Ketamine induces multiple individually distinct whole-brain functional connectivity signatures

Summary

This study examined how ketamine, a promising depression treatment, affects different people’s brains in different ways. Rather than averaging brain scans across all participants, researchers looked at individual differences and found that each person showed unique patterns of brain activity changes. The research suggests that personalized approaches to ketamine treatment, based on individual brain responses, could help identify which patients would benefit most from the therapy.

Background

Ketamine has emerged as a promising therapy for treatment-resistant depression, but inter-individual variability in response to ketamine is not well understood.
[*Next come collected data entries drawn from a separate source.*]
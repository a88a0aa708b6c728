//! Timer loop driving a [`SyncEngine`].
//!
//! One tokio task per session:
//! - Local edits arm a debounce timer; the push runs once edits stop
//!   arriving for `push_debounce`.
//! - A poll interval pulls the remote blob, except while a push is pending
//!   so unsent local edits are not overwritten.
//! - A push that fails with a recoverable error is retried after
//!   `push_retry`.

use crate::config::SyncConfig;
use crate::engine::SyncEngine;
use crate::error::{SyncError, SyncResult};
use std::sync::Arc;
use std::time::Duration;
use tokio::sync::mpsc;
use tokio::task::JoinHandle;
use tokio::time::{Instant, MissedTickBehavior};
use tracing::{debug, error, info, warn};

enum SyncCommand {
    Edit,
    SyncNow,
    Stop,
}

#[derive(Clone, Copy)]
struct Timing {
    debounce: Duration,
    poll: Duration,
    retry: Duration,
}

/// Starts scheduler tasks.
pub struct SyncScheduler;

impl SyncScheduler {
    /// Spawns the loop for `engine` on the current tokio runtime.
    pub fn start(engine: Arc<SyncEngine>, config: &SyncConfig) -> SyncHandle {
        let (command_tx, command_rx) = mpsc::channel(64);
        let timing = Timing {
            debounce: config.push_debounce(),
            poll: config.poll_interval(),
            retry: config.push_retry(),
        };
        let task = tokio::spawn(run(engine.clone(), command_rx, timing));
        SyncHandle {
            command_tx,
            engine,
            task,
        }
    }
}

/// Handle for a running scheduler.
pub struct SyncHandle {
    command_tx: mpsc::Sender<SyncCommand>,
    engine: Arc<SyncEngine>,
    task: JoinHandle<()>,
}

impl SyncHandle {
    pub fn engine(&self) -> &Arc<SyncEngine> {
        &self.engine
    }

    /// Signals a local edit. Restarts the push debounce.
    pub fn notify_edit(&self) {
        // A full queue already holds an edit that will arm the timer.
        let _ = self.command_tx.try_send(SyncCommand::Edit);
    }

    /// Pushes pending edits and pulls immediately.
    pub async fn sync_now(&self) -> SyncResult<()> {
        self.command_tx
            .send(SyncCommand::SyncNow)
            .await
            .map_err(|_| SyncError::SessionClosed)
    }

    /// Tears the engine down and waits for the loop to exit.
    pub async fn stop(self) {
        self.engine.teardown();
        let _ = self.command_tx.send(SyncCommand::Stop).await;
        if let Err(e) = self.task.await {
            warn!("sync scheduler task ended abnormally: {e}");
        }
    }
}

async fn run(engine: Arc<SyncEngine>, mut commands: mpsc::Receiver<SyncCommand>, timing: Timing) {
    let doc_id = engine.session().doc_id().to_string();
    info!("sync scheduler started for {doc_id}");

    let mut poll = tokio::time::interval(timing.poll);
    poll.set_missed_tick_behavior(MissedTickBehavior::Skip);
    // Skip first immediate tick
    poll.tick().await;

    let push_timer = tokio::time::sleep(timing.debounce);
    tokio::pin!(push_timer);
    let mut push_pending = false;

    loop {
        tokio::select! {
            _ = &mut push_timer, if push_pending => {
                push_pending = false;
                if let Some(retry_at) = push(&engine, timing).await {
                    push_pending = true;
                    push_timer.as_mut().reset(retry_at);
                }
            }
            _ = poll.tick() => {
                if push_pending {
                    debug!("local edits pending, skipping pull");
                } else {
                    pull(&engine).await;
                }
            }
            cmd = commands.recv() => {
                match cmd {
                    Some(SyncCommand::Edit) => {
                        push_pending = true;
                        push_timer.as_mut().reset(Instant::now() + timing.debounce);
                    }
                    Some(SyncCommand::SyncNow) => {
                        push_pending = false;
                        if let Some(retry_at) = push(&engine, timing).await {
                            debug!("push failed, skipping pull to keep unsent edits");
                            push_pending = true;
                            push_timer.as_mut().reset(retry_at);
                        } else {
                            pull(&engine).await;
                        }
                    }
                    Some(SyncCommand::Stop) => {
                        info!("sync scheduler stopping");
                        break;
                    }
                    None => {
                        info!("command channel closed, stopping sync scheduler");
                        break;
                    }
                }
            }
        }

        if engine.is_torn_down() {
            break;
        }
    }

    info!("sync scheduler stopped for {doc_id}");
}

/// Runs a push. Returns when to retry if it failed recoverably.
async fn push(engine: &SyncEngine, timing: Timing) -> Option<Instant> {
    match engine.push().await {
        Ok(outcome) => {
            debug!("push: {outcome:?}");
            None
        }
        Err(SyncError::SessionClosed) => None,
        Err(e) if e.is_recoverable() => {
            warn!("push failed, retrying in {:?}: {e}", timing.retry);
            Some(Instant::now() + timing.retry)
        }
        Err(e) => {
            error!("push failed: {e}");
            None
        }
    }
}

async fn pull(engine: &SyncEngine) {
    match engine.pull().await {
        Ok(outcome) => debug!("pull: {outcome:?}"),
        Err(SyncError::SessionClosed) => {}
        Err(e) if e.is_recoverable() => warn!("pull failed: {e}"),
        Err(e) => error!("pull failed: {e}"),
    }
}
Previous studies have typically averaged brain responses across individuals, potentially masking important individual differences in how ketamine affects the brain.

Objective

To investigate whether individuals show distinct behavioral and neural responses to acute ketamine administration using a multi-dimensional data-driven approach, and to relate these responses to ketamine’s molecular mechanisms involving SST and PVALB GABAergic interneurons.

Results

Ketamine produced multi-dimensional neural and behavioral effects reflecting robust inter-individual variability. The principal neural gradient matched somatostatin and parvalbumin cortical gene expression patterns, while the mean effect did not. Individual symptom variation mapped onto distinct neural gradients resolvable at the single-subject level.

Conclusion

Individual behavioral and neural variation in response to ketamine is substantial and should be considered in treatment selection. These findings support the development of individually precise pharmacological biomarkers for psychiatric treatment.